WHAT THE TASK REQUIRES. Your reply should be made up of every line in the records below that holds the string "Duration".

GIVEN ENTRIES.
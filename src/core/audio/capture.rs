//! Microphone capture.
//!
//! [`AudioRecorder`] pulls mono f32 frames from a [`MicrophoneSource`],
//! converts them to 16 kHz PCM16 and publishes two independent streams of
//! notifications:
//!
//! - `data`: base64 PCM16 of everything captured in the last 100 ms
//! - `volume`: RMS level of the samples seen in the last 50 ms

use std::sync::Arc;

use async_trait::async_trait;
use base64::prelude::*;
use parking_lot::Mutex;
use tokio::sync::mpsc;
use tokio::task::JoinHandle;
use tokio::time::{Instant, MissedTickBehavior, interval_at};
use tokio_util::sync::CancellationToken;
use tracing::{debug, info, warn};

use super::base::{AudioError, AudioResult, CAPTURE_SAMPLE_RATE, DATA_INTERVAL, VOLUME_INTERVAL};
use super::pcm::{clamp_unit, encode_pcm16_le};
use super::resample::LinearResampler;
use crate::core::events::{EventHub, Notification, Subscription};

// =============================================================================
// Microphone Source
// =============================================================================

/// Requested capture properties.
#[derive(Debug, Clone, PartialEq)]
pub struct CaptureConstraints {
    pub sample_rate: u32,
    pub channels: u16,
    pub echo_cancellation: bool,
    pub noise_suppression: bool,
}

impl Default for CaptureConstraints {
    fn default() -> Self {
        Self {
            sample_rate: CAPTURE_SAMPLE_RATE,
            channels: 1,
            echo_cancellation: true,
            noise_suppression: true,
        }
    }
}

/// An open microphone. Dropping it releases the device.
pub struct MicrophoneStream {
    /// Rate of the frames on `samples` (may differ from the requested rate)
    pub sample_rate: u32,
    /// Mono f32 frames
    pub samples: mpsc::Receiver<Vec<f32>>,
    release: Option<Box<dyn FnOnce() + Send>>,
}

impl MicrophoneStream {
    pub fn new(sample_rate: u32, samples: mpsc::Receiver<Vec<f32>>) -> Self {
        Self {
            sample_rate,
            samples,
            release: None,
        }
    }

    /// Run `release` when the stream is dropped.
    pub fn with_release<F>(mut self, release: F) -> Self
    where
        F: FnOnce() + Send + 'static,
    {
        self.release = Some(Box::new(release));
        self
    }
}

impl Drop for MicrophoneStream {
    fn drop(&mut self) {
        if let Some(release) = self.release.take() {
            release();
        }
    }
}

impl std::fmt::Debug for MicrophoneStream {
    fn fmt(&self, f: &mut std::fmt::Formatter<'_>) -> std::fmt::Result {
        f.debug_struct("MicrophoneStream")
            .field("sample_rate", &self.sample_rate)
            .finish()
    }
}

/// Something that can open a microphone.
#[async_trait]
pub trait MicrophoneSource: Send + Sync {
    /// Open the device. Permission or availability failures map to
    /// [`AudioError::DeviceUnavailable`].
    async fn open(&self, constraints: &CaptureConstraints) -> AudioResult<MicrophoneStream>;
}

// =============================================================================
// Recorder Events
// =============================================================================

#[derive(Debug, Clone, Copy, PartialEq, Eq, Hash)]
pub enum RecorderEventKind {
    Data,
    Volume,
}

#[derive(Debug, Clone, PartialEq)]
pub enum RecorderEvent {
    /// Base64 PCM16 LE, mono, 16 kHz
    Data(String),
    /// RMS level in [0, 1]
    Volume(f32),
}

impl Notification for RecorderEvent {
    type Kind = RecorderEventKind;

    fn kind(&self) -> RecorderEventKind {
        match self {
            RecorderEvent::Data(_) => RecorderEventKind::Data,
            RecorderEvent::Volume(_) => RecorderEventKind::Volume,
        }
    }
}

// =============================================================================
// Audio Recorder
// =============================================================================

struct ActiveCapture {
    cancel: CancellationToken,
    task: JoinHandle<()>,
}

/// Microphone recorder publishing PCM16 chunks and input levels.
pub struct AudioRecorder {
    source: Arc<dyn MicrophoneSource>,
    constraints: CaptureConstraints,
    hub: Arc<EventHub<RecorderEvent>>,
    active: Mutex<Option<ActiveCapture>>,
}

impl AudioRecorder {
    pub fn new(source: Arc<dyn MicrophoneSource>) -> Self {
        Self::with_constraints(source, CaptureConstraints::default())
    }

    pub fn with_constraints(source: Arc<dyn MicrophoneSource>, constraints: CaptureConstraints) -> Self {
        Self {
            source,
            constraints,
            hub: Arc::new(EventHub::new()),
            active: Mutex::new(None),
        }
    }

    pub fn on<F>(&self, kind: RecorderEventKind, callback: F) -> Subscription
    where
        F: Fn(&RecorderEvent) + Send + Sync + 'static,
    {
        self.hub.subscribe(kind, callback)
    }

    /// Whether a capture loop is running.
    pub fn is_recording(&self) -> bool {
        self.active
            .lock()
            .as_ref()
            .is_some_and(|active| !active.task.is_finished())
    }

    /// Open the microphone and start publishing. Restarts if already active.
    pub async fn start(&self) -> AudioResult<()> {
        self.stop();

        let stream = self.source.open(&self.constraints).await.map_err(|e| match e {
            AudioError::DeviceUnavailable(_) => e,
            other => AudioError::DeviceUnavailable(other.to_string()),
        })?;

        info!(device_rate = stream.sample_rate, target_rate = self.constraints.sample_rate, "Microphone capture started");

        let cancel = CancellationToken::new();
        let task = tokio::spawn(capture_loop(
            stream,
            self.constraints.sample_rate,
            self.hub.clone(),
            cancel.clone(),
        ));

        let previous = self.active.lock().replace(ActiveCapture { cancel, task });
        if let Some(previous) = previous {
            previous.cancel.cancel();
        }
        Ok(())
    }

    /// Stop publishing and release the microphone. Idempotent.
    pub fn stop(&self) {
        if let Some(active) = self.active.lock().take() {
            active.cancel.cancel();
            debug!("Microphone capture stopped");
        }
    }
}

impl Drop for AudioRecorder {
    fn drop(&mut self) {
        if let Some(active) = self.active.get_mut().take() {
            active.cancel.cancel();
        }
    }
}

async fn capture_loop(
    mut stream: MicrophoneStream,
    target_rate: u32,
    hub: Arc<EventHub<RecorderEvent>>,
    cancel: CancellationToken,
) {
    let start = Instant::now();
    let mut data_tick = interval_at(start + DATA_INTERVAL, DATA_INTERVAL);
    data_tick.set_missed_tick_behavior(MissedTickBehavior::Delay);
    let mut volume_tick = interval_at(start + VOLUME_INTERVAL, VOLUME_INTERVAL);
    volume_tick.set_missed_tick_behavior(MissedTickBehavior::Delay);

    let mut resampler = LinearResampler::new(stream.sample_rate, target_rate);
    let mut pending: Vec<f32> = Vec::new();
    let mut energy = 0.0f64;
    let mut energy_count = 0usize;

    loop {
        tokio::select! {
            biased;

            _ = cancel.cancelled() => break,

            frame = stream.samples.recv() => {
                let Some(frame) = frame else {
                    warn!("Microphone stream ended");
                    break;
                };
                energy += frame.iter().map(|s| f64::from(*s) * f64::from(*s)).sum::<f64>();
                energy_count += frame.len();
                pending.extend(resampler.process(&frame));
            }

            _ = data_tick.tick() => {
                if pending.is_empty() {
                    continue;
                }
                let pcm = encode_pcm16_le(&pending);
                pending.clear();
                hub.emit(&RecorderEvent::Data(BASE64_STANDARD.encode(pcm)));
            }

            _ = volume_tick.tick() => {
                let level = if energy_count == 0 {
                    0.0
                } else {
                    (energy / energy_count as f64).sqrt() as f32
                };
                energy = 0.0;
                energy_count = 0;
                hub.emit(&RecorderEvent::Volume(clamp_unit(level)));
            }
        }
    }

    drop(stream);
    debug!("Capture loop finished");
}

#[cfg(test)]
mod tests {
    use super::*;
    use std::sync::atomic::{AtomicBool, Ordering};
    use std::time::Duration;

    /// Microphone fed by the test through a channel.
    struct ChannelMicrophone {
        sample_rate: u32,
        feed: Mutex<Option<mpsc::Receiver<Vec<f32>>>>,
        released: Arc<AtomicBool>,
    }

    #[async_trait]
    impl MicrophoneSource for ChannelMicrophone {
        async fn open(&self, _constraints: &CaptureConstraints) -> AudioResult<MicrophoneStream> {
            let rx = self
                .feed
                .lock()
                .take()
                .ok_or_else(|| AudioError::DeviceUnavailable("busy".to_string()))?;
            let released = self.released.clone();
            Ok(MicrophoneStream::new(self.sample_rate, rx)
                .with_release(move || released.store(true, Ordering::SeqCst)))
        }
    }

    struct DeniedMicrophone;

    #[async_trait]
    impl MicrophoneSource for DeniedMicrophone {
        async fn open(&self, _constraints: &CaptureConstraints) -> AudioResult<MicrophoneStream> {
            Err(AudioError::Stream("permission denied".to_string()))
        }
    }

    fn microphone(rate: u32) -> (Arc<ChannelMicrophone>, mpsc::Sender<Vec<f32>>) {
        let (tx, rx) = mpsc::channel(16);
        let mic = Arc::new(ChannelMicrophone {
            sample_rate: rate,
            feed: Mutex::new(Some(rx)),
            released: Arc::new(AtomicBool::new(false)),
        });
        (mic, tx)
    }

    fn collect(recorder: &AudioRecorder) -> (Arc<Mutex<Vec<RecorderEvent>>>, Vec<Subscription>) {
        let events = Arc::new(Mutex::new(Vec::new()));
        let d = events.clone();
        let v = events.clone();
        let subs = vec![
            recorder.on(RecorderEventKind::Data, move |e| d.lock().push(e.clone())),
            recorder.on(RecorderEventKind::Volume, move |e| v.lock().push(e.clone())),
        ];
        (events, subs)
    }

    #[tokio::test(start_paused = true)]
    async fn publishes_data_every_100ms() {
        let (mic, feed) = microphone(16000);
        let recorder = AudioRecorder::new(mic);
        let (events, _subs) = collect(&recorder);

        recorder.start().await.unwrap();
        assert!(recorder.is_recording());

        feed.send(vec![0.0; 1600]).await.unwrap();
        tokio::time::sleep(Duration::from_millis(110)).await;

        let events = events.lock();
        let data: Vec<&String> = events
            .iter()
            .filter_map(|e| match e {
                RecorderEvent::Data(d) => Some(d),
                _ => None,
            })
            .collect();
        assert_eq!(data.len(), 1);
        assert_eq!(BASE64_STANDARD.decode(data[0]).unwrap(), vec![0u8; 3200]);

        let volumes = events
            .iter()
            .filter(|e| matches!(e, RecorderEvent::Volume(_)))
            .count();
        assert_eq!(volumes, 2);
    }

    #[tokio::test(start_paused = true)]
    async fn skips_empty_data_windows() {
        let (mic, _feed) = microphone(16000);
        let recorder = AudioRecorder::new(mic);
        let (events, _subs) = collect(&recorder);

        recorder.start().await.unwrap();
        tokio::time::sleep(Duration::from_millis(310)).await;

        let events = events.lock();
        assert!(events.iter().all(|e| matches!(e, RecorderEvent::Volume(_))));
        assert_eq!(events.len(), 6);
    }

    #[tokio::test(start_paused = true)]
    async fn volume_is_rms_of_window() {
        let (mic, feed) = microphone(16000);
        let recorder = AudioRecorder::new(mic);
        let (events, _subs) = collect(&recorder);

        recorder.start().await.unwrap();
        feed.send(vec![0.5; 400]).await.unwrap();
        tokio::time::sleep(Duration::from_millis(60)).await;

        let events = events.lock();
        let level = events
            .iter()
            .find_map(|e| match e {
                RecorderEvent::Volume(v) => Some(*v),
                _ => None,
            })
            .unwrap();
        assert!((level - 0.5).abs() < 1e-4);
    }

    #[tokio::test(start_paused = true)]
    async fn resamples_device_rate_to_16k() {
        let (mic, feed) = microphone(48000);
        let recorder = AudioRecorder::new(mic);
        let (events, _subs) = collect(&recorder);

        recorder.start().await.unwrap();
        feed.send(vec![0.0; 4800]).await.unwrap();
        tokio::time::sleep(Duration::from_millis(105)).await;

        let events = events.lock();
        let bytes = events
            .iter()
            .find_map(|e| match e {
                RecorderEvent::Data(d) => Some(BASE64_STANDARD.decode(d).unwrap()),
                _ => None,
            })
            .unwrap();
        assert_eq!(bytes.len(), 3200);
    }

    #[tokio::test(start_paused = true)]
    async fn device_buffers_resample_without_drift() {
        let (mic, feed) = microphone(48000);
        let recorder = AudioRecorder::new(mic);
        let (events, _subs) = collect(&recorder);

        recorder.start().await.unwrap();
        for _ in 0..30 {
            feed.send(vec![0.1; 512]).await.unwrap();
        }
        tokio::time::sleep(Duration::from_millis(250)).await;

        let bytes: usize = events
            .lock()
            .iter()
            .filter_map(|e| match e {
                RecorderEvent::Data(d) => Some(BASE64_STANDARD.decode(d).unwrap().len()),
                _ => None,
            })
            .sum();
        // 15360 samples at 48 kHz -> 5120 samples at 16 kHz
        assert_eq!(bytes, 5120 * 2);
    }

    #[tokio::test(start_paused = true)]
    async fn stop_releases_microphone() {
        let (mic, _feed) = microphone(16000);
        let released = mic.released.clone();
        let recorder = AudioRecorder::new(mic);

        recorder.start().await.unwrap();
        recorder.stop();
        recorder.stop();
        tokio::time::sleep(Duration::from_millis(1)).await;

        assert!(released.load(Ordering::SeqCst));
        assert!(!recorder.is_recording());
    }

    #[tokio::test]
    async fn open_failure_is_device_unavailable() {
        let recorder = AudioRecorder::new(Arc::new(DeniedMicrophone));
        let err = recorder.start().await.unwrap_err();
        assert!(matches!(err, AudioError::DeviceUnavailable(_)));
        assert!(!recorder.is_recording());
    }
}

OUTPUT OF THE TASK.
    use std::time::Duration;
        tokio::time::sleep(Duration::from_millis(110)).await;
        tokio::time::sleep(Duration::from_millis(310)).await;
        tokio::time::sleep(Duration::from_millis(60)).await;
        tokio::time::sleep(Duration::from_millis(105)).await;
        tokio::time::sleep(Duration::from_millis(250)).await;
        tokio::time::sleep(Duration::from_millis(1)).await;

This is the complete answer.